My own attempts at writing poetry came to a halt when I realized the same sentiments expressed in poetry could often be turned into prose and more people would read it (and buy it). I once illustrated this at a reading I gave to a poetry/writing group (with a lot of wanna be authors) in which I emphasized, perhaps not too astutely, that they may be able to find a market for their poetry by rewriting it as prose. I illustrated this by reading from my first book, On Troublesome Creek, which was built on journal entries written during a year of Voluntary Service in Kentucky; many of my journal entries were written in the typical style of a 19-year-old wanna be writer: quasi-poetry.


A page from my original Kentucky journal of “quasi” poetry, side by side with a comparable page in my first book, published by Herald Press.

This of course was heresy to a true poet, and there were a few really good writers/poets in that group. Juanita informed me it was a good thing I’d forsaken poetry because my “poetry” was better as prose.

Stung but not demoralized, I have not made a serious attempt at poetry since.

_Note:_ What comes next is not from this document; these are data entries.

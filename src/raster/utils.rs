//! Raster utilities applied to a freshly stitched segmentation: statistics
//! estimated from the pixel-count histogram, a random colour table and
//! overviews.

use crate::error::Result;
use crate::raster::rat::{self, AttributeTable};
use gdal::raster::RasterBand;
use gdal::{Dataset, Metadata};
use rand::Rng;

/// Segment id of pixels not in any segment.
pub const NULL_SEGMENT: usize = 0;

/// Overviews stop once the reduced raster's smaller side would be this small.
const MIN_OVERVIEW_DIM: usize = 33;

/// Summary statistics of a segment-id histogram.
#[derive(Debug, Clone, Copy, PartialEq)]
pub struct HistogramStats {
    pub min: f64,
    pub max: f64,
    pub mean: f64,
    pub stddev: f64,
    pub median: f64,
    pub mode: f64,
}

/// Statistics of the values described by `histogram`, where bin `i` counts
/// the pixels with value `i`. The null segment is not counted.
///
/// Returns `None` if no non-null pixel is counted.
pub fn histogram_stats(histogram: &[f64]) -> Option<HistogramStats> {
    let bins = || {
        histogram
            .iter()
            .enumerate()
            .filter(|&(i, &c)| i != NULL_SEGMENT && c > 0.0)
    };

    let total: f64 = bins().map(|(_, c)| c).sum();
    if total <= 0.0 {
        return None;
    }

    let min = bins().next().map(|(i, _)| i)? as f64;
    let max = bins().last().map(|(i, _)| i)? as f64;
    let mean = bins().map(|(i, c)| i as f64 * c).sum::<f64>() / total;
    let variance = bins()
        .map(|(i, c)| {
            let d = i as f64 - mean;
            d * d * c
        })
        .sum::<f64>()
        / total;

    let half = total / 2.0;
    let mut cumulative = 0.0;
    let mut median = max;
    for (i, c) in bins() {
        cumulative += c;
        if cumulative >= half {
            median = i as f64;
            break;
        }
    }

    // first of the most frequent bins
    let mut mode = min;
    let mut best = 0.0;
    for (i, &c) in bins() {
        if c > best {
            best = c;
            mode = i as f64;
        }
    }

    Some(HistogramStats {
        min,
        max,
        mean,
        stddev: variance.sqrt(),
        median,
        mode,
    })
}

/// Write statistics derived from `histogram` as band metadata, the way GDAL
/// itself stores computed statistics.
pub fn estimate_stats_from_histogram(band: &mut RasterBand, histogram: &[f64]) -> Result<()> {
    band.set_metadata_item("LAYER_TYPE", "thematic", "")?;

    let Some(stats) = histogram_stats(histogram) else {
        tracing::warn!("Histogram has no counted pixels, not writing statistics");
        return Ok(());
    };

    let items = [
        ("STATISTICS_MINIMUM", stats.min.to_string()),
        ("STATISTICS_MAXIMUM", stats.max.to_string()),
        ("STATISTICS_MEAN", stats.mean.to_string()),
        ("STATISTICS_STDDEV", stats.stddev.to_string()),
        ("STATISTICS_MEDIAN", stats.median.to_string()),
        ("STATISTICS_MODE", stats.mode.to_string()),
        ("STATISTICS_HISTOMIN", "0".to_string()),
        ("STATISTICS_HISTOMAX", (histogram.len().saturating_sub(1)).to_string()),
        ("STATISTICS_HISTONUMBINS", histogram.len().to_string()),
        ("STATISTICS_HISTOBINFUNCTION", "direct".to_string()),
    ];
    for (key, value) in items {
        band.set_metadata_item(key, &value, "")?;
    }
    Ok(())
}

/// Random RGBA rows for `num_segments` segments. The null segment is
/// transparent black.
pub fn random_colour_rows<R: Rng>(num_segments: usize, rng: &mut R) -> Vec<[i32; 4]> {
    (0..num_segments)
        .map(|i| {
            if i == NULL_SEGMENT {
                [0, 0, 0, 0]
            } else {
                [
                    rng.random_range(0..=255),
                    rng.random_range(0..=255),
                    rng.random_range(0..=255),
                    255,
                ]
            }
        })
        .collect()
}

/// Write a random colour table into the Red/Green/Blue/Alpha columns of the
/// band's attribute table.
pub fn write_random_colour_table(band: &RasterBand, num_segments: usize) -> Result<()> {
    let rows = random_colour_rows(num_segments, &mut rand::rng());

    let mut table = AttributeTable::for_update(band)?;
    table.ensure_rows(num_segments)?;

    let columns = [
        ("Red", rat::GFU_RED),
        ("Green", rat::GFU_GREEN),
        ("Blue", rat::GFU_BLUE),
        ("Alpha", rat::GFU_ALPHA),
    ];
    for (channel, (name, usage)) in columns.into_iter().enumerate() {
        let col = match table.column_of_usage(usage) {
            Some(col) => col,
            None => table.ensure_column(name, rat::GFT_INTEGER, usage)?,
        };
        let values: Vec<i32> = rows.iter().map(|rgba| rgba[channel]).collect();
        table.write_i32(col, &values)?;
    }
    table.commit()
}

/// Overview decimation factors for a raster of the given size.
pub fn overview_levels(width: usize, height: usize) -> Vec<i32> {
    let min_dim = width.min(height);
    let mut levels = Vec::new();
    let mut factor = 4usize;
    while min_dim / factor > MIN_OVERVIEW_DIM {
        levels.push(factor as i32);
        factor *= 2;
    }
    levels
}

/// Build nearest-neighbour overviews, which keep segment ids intact.
pub fn add_overviews(dataset: &mut Dataset) -> Result<()> {
    let (width, height) = dataset.raster_size();
    let levels = overview_levels(width, height);
    if levels.is_empty() {
        tracing::debug!("Raster {}x{} too small for overviews", width, height);
        return Ok(());
    }
    tracing::debug!("Building overviews {:?}", levels);
    dataset.build_overviews("NEAREST", &levels, &[])?;
    Ok(())
}

#[cfg(test)]
mod tests {
    use super::*;
    use crate::raster::test_rasters;
    use rand::rngs::StdRng;
    use rand::SeedableRng;
    use tempfile::TempDir;

    #[test]
    fn test_histogram_stats() {
        // segment 0 (null) ignored; segments 1..=3 with counts 1, 2, 1
        let stats = histogram_stats(&[100.0, 1.0, 2.0, 1.0]).unwrap();
        assert_eq!(stats.min, 1.0);
        assert_eq!(stats.max, 3.0);
        assert_eq!(stats.mean, 2.0);
        assert!((stats.stddev - 0.5f64.sqrt()).abs() < 1e-12);
        assert_eq!(stats.median, 2.0);
        assert_eq!(stats.mode, 2.0);
    }

    #[test]
    fn test_histogram_stats_skips_empty_bins() {
        let stats = histogram_stats(&[0.0, 0.0, 5.0, 0.0, 5.0]).unwrap();
        assert_eq!(stats.min, 2.0);
        assert_eq!(stats.max, 4.0);
        assert_eq!(stats.mean, 3.0);
        assert_eq!(stats.mode, 2.0);
    }

    #[test]
    fn test_histogram_stats_empty() {
        assert!(histogram_stats(&[]).is_none());
        assert!(histogram_stats(&[10.0, 0.0]).is_none());
    }

    #[test]
    fn test_random_colour_rows() {
        let mut rng = StdRng::seed_from_u64(7);
        let rows = random_colour_rows(5, &mut rng);
        assert_eq!(rows.len(), 5);
        assert_eq!(rows[0], [0, 0, 0, 0]);
        for row in &rows[1..] {
            assert_eq!(row[3], 255);
            assert!(row[..3].iter().all(|v| (0..=255).contains(v)));
        }
    }

    #[test]
    fn test_overview_levels() {
        assert!(overview_levels(100, 100).is_empty());
        assert_eq!(overview_levels(1000, 140), vec![4]);
        assert_eq!(overview_levels(10000, 10000), vec![4, 8, 16, 32, 64, 128, 256]);
    }

    #[test]
    fn test_stats_metadata_written() {
        let dir = TempDir::new().unwrap();
        let path = test_rasters::segments_tif(dir.path(), (2, 2), vec![1, 2, 2, 3]);
        {
            let dataset = test_rasters::open_update(&path);
            let mut band = dataset.rasterband(1).unwrap();
            estimate_stats_from_histogram(&mut band, &[100.0, 1.0, 2.0, 1.0]).unwrap();
        }

        let dataset = Dataset::open(&path).unwrap();
        let band = dataset.rasterband(1).unwrap();
        let item = |key: &str| band.metadata_item(key, "");
        assert_eq!(item("LAYER_TYPE").as_deref(), Some("thematic"));
        assert_eq!(item("STATISTICS_MINIMUM").as_deref(), Some("1"));
        assert_eq!(item("STATISTICS_MAXIMUM").as_deref(), Some("3"));
        assert_eq!(item("STATISTICS_MEAN").as_deref(), Some("2"));
        assert_eq!(item("STATISTICS_MEDIAN").as_deref(), Some("2"));
        assert_eq!(item("STATISTICS_HISTOMAX").as_deref(), Some("3"));
        assert_eq!(item("STATISTICS_HISTONUMBINS").as_deref(), Some("4"));
        assert_eq!(item("STATISTICS_HISTOBINFUNCTION").as_deref(), Some("direct"));
    }

    #[test]
    fn test_empty_histogram_marks_thematic_only() {
        let dir = TempDir::new().unwrap();
        let path = test_rasters::segments_tif(dir.path(), (2, 2), vec![0; 4]);
        let dataset = test_rasters::open_update(&path);
        let mut band = dataset.rasterband(1).unwrap();
        estimate_stats_from_histogram(&mut band, &[4.0]).unwrap();
        assert_eq!(band.metadata_item("LAYER_TYPE", "").as_deref(), Some("thematic"));
        assert!(band.metadata_item("STATISTICS_MEAN", "").is_none());
    }

    #[test]
    fn test_colour_table_attached() {
        let dir = TempDir::new().unwrap();
        let path = test_rasters::segments_tif(dir.path(), (2, 2), vec![0, 1, 2, 2]);
        {
            let dataset = test_rasters::open_update(&path);
            let band = dataset.rasterband(1).unwrap();
            write_random_colour_table(&band, 3).unwrap();
        }

        let dataset = Dataset::open(&path).unwrap();
        let band = dataset.rasterband(1).unwrap();
        let table = AttributeTable::existing(&band).unwrap();
        assert_eq!(table.row_count(), 3);
        let alpha = table.column_of_usage(rat::GFU_ALPHA).unwrap();
        assert_eq!(table.read_f64(alpha).unwrap(), vec![0.0, 255.0, 255.0]);
        let red = table.column_by_name("Red").unwrap();
        let reds = table.read_f64(red).unwrap();
        assert_eq!(reds[0], 0.0);
        assert!(reds.iter().all(|v| (0.0..=255.0).contains(v)));
    }

    #[test]
    fn test_colour_table_keeps_histogram() {
        let dir = TempDir::new().unwrap();
        let path = test_rasters::segments_tif(dir.path(), (2, 2), vec![0, 1, 1, 1]);
        let dataset = test_rasters::open_update(&path);
        let band = dataset.rasterband(1).unwrap();
        let mut table = AttributeTable::for_update(&band).unwrap();
        let hist = table
            .ensure_column("Histogram", rat::GFT_REAL, rat::GFU_PIXEL_COUNT)
            .unwrap();
        table.write_f64(hist, &[1.0, 3.0]).unwrap();
        table.commit().unwrap();

        // existing table is edited in place
        write_random_colour_table(&band, 2).unwrap();
        let table = AttributeTable::existing(&band).unwrap();
        let hist = table.column_of_usage(rat::GFU_PIXEL_COUNT).unwrap();
        assert_eq!(table.read_f64(hist).unwrap(), vec![1.0, 3.0]);
        let alpha = table.column_of_usage(rat::GFU_ALPHA).unwrap();
        assert_eq!(table.read_f64(alpha).unwrap(), vec![0.0, 255.0]);
    }

    #[test]
    fn test_add_overviews() {
        let dir = TempDir::new().unwrap();
        let path = test_rasters::segments_tif(dir.path(), (160, 160), vec![1; 160 * 160]);
        {
            let mut dataset = test_rasters::open_update(&path);
            add_overviews(&mut dataset).unwrap();
        }
        let dataset = Dataset::open(&path).unwrap();
        assert_eq!(dataset.rasterband(1).unwrap().overview_count().unwrap(), 1);

        let small = dir.path().join("small");
        std::fs::create_dir(&small).unwrap();
        let path = test_rasters::segments_tif(&small, (40, 40), vec![1; 1600]);
        let mut dataset = test_rasters::open_update(&path);
        add_overviews(&mut dataset).unwrap();
        assert_eq!(dataset.rasterband(1).unwrap().overview_count().unwrap(), 0);
    }
}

And I forgave her when Juanita became a member of my church and I learned she was always outspoken about things.


If you are a fellow writer, what was your first time (being published)? Do you enjoy poetry? Do you buy it?


From → Writing Life

  1. I would agree that it’s well-nigh impossible to sell good poetry in today’s saturated market. It’s even harder to write it. And I also agree that the same ideas can often be expressed in prose … sometimes more memorably, more accessibly and more naturally.

    That said, to me the value in writing poetry–particularly when I discipline myself to choose a specific metrical pattern and rhyme scheme, then adhere strictly to those guidelines while avoiding stilted word choices or oddly inverted syntax–is that it informs my prose in ways that simply writing prose all the time does not. Even with free verse, and certainly with very short forms such as haiku, there’s an economy of words, a certain cadence you’re striving for, and the sheer abundance of the English vocabulary that challenges the writer to choose that one right word that is perfect for that line. With prose, there is more wiggle room for those choices, which can be both a blessing and a curse.

    Over the years, my readers have frequently commented that much of my prose reads like poetry. The reason, I think, is because I continue to write poetry for my own pleasure, for sharing with other writers, and because sometimes a poem really is the only way to express an idea or emotion.

    Thanks for the thought-provoking post. I’ve thought about this subject a lot over the years; I appreciate the opportunity to hear your ideas and weigh in with my own.

  2. Ann, I’m glad you commented–I know you work very hard on your poetry and I truly admire that. You make excellent points! I’m sure the discipline improves any writing. It is certainly worth studying. I enjoyed many poems and writers studied in college and high school.

  3. I wanted to do a post-script or follow up announcing the release of an album of poetry from one of my EMU Literature professors, J. B. Landis. They are doing a book launch today! Congratulations to J.B. and for over 50 years of teaching at EMHS/EMC/EMU!!